* EXERCISE DESCRIPTION
Return verbatim the line containing "fn flush_line(current: &mut" together with all lines that follow it in the records, and no other material.

* EXERCISE DATA
■ ■ ■ ■ ■

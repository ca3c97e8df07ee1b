use super::*;

const BLOCK_TAGS: &[&str] = &[
    "address", "article", "blockquote", "br", "dd", "div", "dl", "dt", "h1", "h2", "h3", "h4",
    "h5", "h6", "hr", "li", "ol", "p", "pre", "section", "table", "td", "th", "tr", "ul",
];

const SKIPPED_TEXT_PARENTS: &[&str] = &["head", "noscript", "script", "style", "title"];

/// One fetched document, parsed once and viewed both as markup (for the
/// CSS strategy) and as text lines (for the fallback strategy and header scan).
pub(crate) struct SourceDocument {
    pub(crate) html: Html,
    pub(crate) lines: Vec<String>,
}

impl SourceDocument {
    pub(crate) fn new(content: &str) -> Self {
        let html = Html::parse_document(content);
        let lines = if looks_like_markup(content) {
            markup_lines(&html)
        } else {
            plain_lines(content)
        };

        Self { html, lines }
    }

    pub(crate) fn first_element_text(
        &self,
        patterns: &MarkerPatterns,
        kind: MarkerKind,
    ) -> Option<String> {
        self.html
            .root_element()
            .descendants()
            .filter_map(ElementRef::wrap)
            .find(|element| patterns.classify(*element) == Some(kind))
            .map(element_text)
            .filter(|text| !text.is_empty())
    }

    pub(crate) fn header_lines(&self) -> &[String] {
        let end = self.lines.len().min(HEADER_SCAN_LINES);
        &self.lines[..end]
    }
}

pub(crate) fn element_text(element: ElementRef<'_>) -> String {
    normalize_diacritics(&normalize_whitespace(
        &element.text().collect::<Vec<&str>>().join(" "),
    ))
}

fn looks_like_markup(content: &str) -> bool {
    let head = content.trim_start();
    head.starts_with('<') || content.contains("</")
}

fn plain_lines(content: &str) -> Vec<String> {
    content
        .lines()
        .map(|line| normalize_diacritics(&normalize_whitespace(line)))
        .filter(|line| !line.is_empty())
        .collect()
}

fn markup_lines(html: &Html) -> Vec<String> {
    let mut lines = Vec::<String>::new();
    let mut current = String::new();

    for node in html.tree.root().descendants() {
        match node.value() {
            Node::Element(element) => {
                if BLOCK_TAGS.contains(&element.name()) {
                    flush_line(&mut current, &mut lines);
                }
            }
            Node::Text(text) => {
                let skipped = node
                    .parent()
                    .and_then(|parent| parent.value().as_element())
                    .is_some_and(|parent| SKIPPED_TEXT_PARENTS.contains(&parent.name()));
                if skipped {
                    continue;
                }

                for (index, piece) in text.split('\n').enumerate() {
                    if index > 0 {
                        flush_line(&mut current, &mut lines);
                    }
                    current.push(' ');
                    current.push_str(piece);
                }
            }
            _ => {}
        }
    }

    flush_line(&mut current, &mut lines);
    lines
}

fn flush_line(current: &mut String, lines: &mut Vec<String>) {
    let line = normalize_diacritics(&normalize_whitespace(current));
    if !line.is_empty() {
        lines.push(line);
    }
    current.clear();
}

■ ■ ■ ■ ■

* ANSWER SPACE
fn flush_line(current: &mut String, lines: &mut Vec<String>) {
    let line = normalize_diacritics(&normalize_whitespace(current));
    if !line.is_empty() {
        lines.push(line);
    }
    current.clear();
}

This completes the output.